改善主義は、菅総理の翻意ではないのかもしれませんが、ビジョンはコンセプトの魅力がなければ効果がありません。翻意でないとすれば、言葉のセンスがないのです。

「最小不幸社会」という目標では、若い人たちに夢も希望も持ってもらえません。若い人たちだけでなく、高齢者にとっても、経験を活かした第二のビジネスキャリアにチャレンジしよう、ボランティアでも社会に貢献しようという意欲も湧いてきません。

菅総理の「最小不幸社会」という言葉を聞くたびに、日本はついに夢や目標を失って、成熟した豊かさも実感することもできないままに、このまま沈んでいくのかというのかと感じるのは私だけでしょうか。

コア・コンセプト研究所 大西 宏

コメント

  1. r40neet より:

    >失病を間違って読んでしまったおまけまでつきました。

    「疾病(しっぺい)」貴方様も読めてないのでは・・・?

  2. kinkiboy より:

    ご指摘ありがとうございました。

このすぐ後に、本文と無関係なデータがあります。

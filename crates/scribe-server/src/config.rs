use std::path::PathBuf;

use anyhow::{Context, Result};

const DEFAULT_MAX_UPLOAD_BYTES: usize = 10 * 1024 * 1024;

#[derive(Debug, Clone, PartialEq)]
pub struct Config {
    pub host: String,
    pub port: u16,
    pub db_path: PathBuf,
    pub max_upload_bytes: usize,
    /// Replaces the built-in placeholder served for posts without an image.
    pub fallback_image: Option<PathBuf>,
    /// Single allowed CORS origin; `None` allows any origin.
    pub cors_origin: Option<String>,
}

impl Config {
    pub fn from_env() -> Result<Self> {
        Self::from_lookup(|key| std::env::var(key).ok())
    }

    pub fn from_lookup<F>(lookup: F) -> Result<Self>
    where
        F: Fn(&str) -> Option<String>,
    {
        let port = match lookup("SCRIBE_PORT") {
            Some(raw) => raw.parse().with_context(|| format!("SCRIBE_PORT: invalid port {:?}", raw))?,
            None => 8080,
        };
        let max_upload_bytes = match lookup("SCRIBE_MAX_UPLOAD_BYTES") {
            Some(raw) => raw
                .parse()
                .with_context(|| format!("SCRIBE_MAX_UPLOAD_BYTES: invalid size {:?}", raw))?,
            None => DEFAULT_MAX_UPLOAD_BYTES,
        };

        Ok(Self {
            host: lookup("SCRIBE_HOST").unwrap_or_else(|| "0.0.0.0".into()),
            port,
            db_path: lookup("SCRIBE_DB_PATH").unwrap_or_else(|| "scribe.db".into()).into(),
            max_upload_bytes,
            fallback_image: lookup("SCRIBE_FALLBACK_IMAGE").filter(|v| !v.is_empty()).map(PathBuf::from),
            cors_origin: lookup("SCRIBE_CORS_ORIGIN").filter(|v| !v.is_empty()),
        })
    }
}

訂正しておきました。
    大西宏

  3. ノッチ より:

    宮台真司氏がビデオニューズドットコム515回の中で 

    「その言葉は実は、リチャード・ローティというアメリカのですね、哲学者の『政治の目標は残酷・残虐の回避である』ていうその言葉をね、僕なりに言い換えて、その、菅さんにお渡ししたものなんですね。

    それはどういう事かというと、何が幸いなのかというのは人によって共同体によってずいぶん違う、だからこれこそが幸いだっていう、上から目線で押し付けるのは止めてくれと、 ただ、病気は嫌だとか、苦しいのは嫌だとか、ね、あるいは痛めつけられるのは嫌だとか、戦いは嫌だとかいうのは多くの人間にとって共通しやすい、つまり、残酷は多くの人にとって嫌なんですよね。

    だからこの部分に最も多くのリソースを避けってのがリチャード・ローティの議論で、それを一応菅さんにお伝えしたつもりなんですね。」

    とおっしゃっています。